Yesterday was the first day it felt like spring and thus the appropriate time to wear a dress with bare legs. It also was the day for me to spill coffee on myself on my way to work, arrive at said workplace 30 minutes late due to train malfunctions, and miss the bus. You know the day. The crowning pre- 10 am moment was a run-in with one of the original rejecters of yours truly in the past year. He was one of the many (okay few) great first dates that were followed with enthusiastic plans to extend the fun with an immediate second only to never hear from this person ever again.
Picture it. Tinder. May 2014. A quiet architect with a fairly prominent lisp treats a newly employed gal to a delightful evening of flirtatious banter and libation. After said evening, our bashful gentleman follows up with an overly sentimental text indicating the evening as one of great joy. One that was so engaging and compelling he would have loved to continue to talk with this woman all night long. A little dramatic and cheesy? Absolutely! Appreciated? Totally! After a little light Internet stalking and wedding planning, it is official; the Future Mr.
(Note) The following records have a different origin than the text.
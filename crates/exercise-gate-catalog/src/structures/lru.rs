// crates/exercise-gate-catalog/src/structures/lru.rs
// ============================================================================
// Module: LRU Cache
// Description: Fixed-capacity key/value cache with least-recently-used eviction.
// Purpose: Back the `lru-cache` topic.
// Dependencies: none
// ============================================================================

//! ## Overview
//! Entries sit in a slab and are threaded into a doubly linked recency list
//! by index; a hash map resolves keys to slab slots. `get` and `put` are
//! O(1). When full, `put` of a new key reuses the slot of the least recently
//! used entry.

// ============================================================================
// SECTION: Imports
// ============================================================================

use std::collections::HashMap;
use std::hash::Hash;

// ============================================================================
// SECTION: Types
// ============================================================================

/// Slab entry of the recency list.
#[derive(Debug, Clone)]
struct Entry<K, V> {
    /// Cached key.
    key: K,
    /// Cached value.
    value: V,
    /// More recently used neighbour.
    prev: Option<usize>,
    /// Less recently used neighbour.
    next: Option<usize>,
}

/// Least-recently-used cache.
#[derive(Debug, Clone)]
pub struct LruCache<K, V> {
    /// Maximum number of entries.
    capacity: usize,
    /// Key to slab slot.
    index: HashMap<K, usize>,
    /// Entry slab.
    entries: Vec<Entry<K, V>>,
    /// Most recently used slot.
    head: Option<usize>,
    /// Least recently used slot.
    tail: Option<usize>,
}

impl<K: Eq + Hash + Clone, V> LruCache<K, V> {
    /// Creates an empty cache holding at most `capacity` entries.
    #[must_use]
    pub fn with_capacity(capacity: usize) -> Self {
        Self {
            capacity,
            index: HashMap::with_capacity(capacity),
            entries: Vec::with_capacity(capacity),
            head: None,
            tail: None,
        }
    }

    /// Returns the value for `key` and marks it most recently used.
    pub fn get(&mut self, key: &K) -> Option<&V> {
        let slot = *self.index.get(key)?;
        self.promote(slot);
        Some(&self.entries[slot].value)
    }

    /// Inserts or updates `key`, evicting the least recently used entry when full.
    pub fn put(&mut self, key: K, value: V) {
        if self.capacity == 0 {
            return;
        }
        if let Some(&slot) = self.index.get(&key) {
            self.entries[slot].value = value;
            self.promote(slot);
            return;
        }
        let slot = if self.entries.len() < self.capacity {
            self.entries.push(Entry {
                key: key.clone(),
                value,
                prev: None,
                next: None,
            });
            self.entries.len() - 1
        } else {
            let Some(lru) = self.tail else {
                return;
            };
            self.unlink(lru);
            let entry = &mut self.entries[lru];
            self.index.remove(&entry.key);
            entry.key = key.clone();
            entry.value = value;
            lru
        };
        self.index.insert(key, slot);
        self.push_front(slot);
    }

    /// Number of cached entries.
    #[must_use]
    pub fn len(&self) -> usize {
        self.index.len()
    }

    /// Returns true when nothing is cached.
    #[must_use]
    pub fn is_empty(&self) -> bool {
        self.index.is_empty()
    }

    // ========================================================================
    // SECTION: Recency List
    // ========================================================================

    /// Moves `slot` to the front of the recency list.
    fn promote(&mut self, slot: usize) {
        if self.head != Some(slot) {
            self.unlink(slot);
            self.push_front(slot);
        }
    }

    /// Detaches `slot` from the recency list.
    fn unlink(&mut self, slot: usize) {
        let (prev, next) = (self.entries[slot].prev, self.entries[slot].next);
        match prev {
            Some(prev) => self.entries[prev].next = next,
            None => self.head = next,
        }
        match next {
            Some(next) => self.entries[next].prev = prev,
            None => self.tail = prev,
        }
        self.entries[slot].prev = None;
        self.entries[slot].next = None;
    }

    /// Attaches a detached `slot` as most recently used.
    fn push_front(&mut self, slot: usize) {
        self.entries[slot].next = self.head;
        if let Some(head) = self.head {
            self.entries[head].prev = Some(slot);
        }
        self.head = Some(slot);
        if self.tail.is_none() {
            self.tail = Some(slot);
        }
    }
}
B has been selected.
Obviously I never heard from this person again, which I assumed was due to his relocation to the extremely remote island where all of my other abandoned dates reside. They typically don’t resurface on the cross-town bus so you can imagine my surprise when I saw him this AM. What is shocking to me is that this scenario has unfolded for nearly every woman I know. Meet a guy, have a sparkling evening; both parties mutually agree with enthusiasm the night was wonderful in every way. And then nothing. It seems this type of behavior is universal, however my sample happens to exclusively consist of gorgeous, smart, interesting women, which is even more baffling to me. I am no dummy, I understand the idea of being polite, but if a date wasn’t actually the best of your life or if you don’t actually want to talk all night, why don’t we just skip the dramatic overtures and all agree to keep it civil. Agreed?
P.S. We are just going to pretend like I wasn’t on a 20-year blogging hiatus.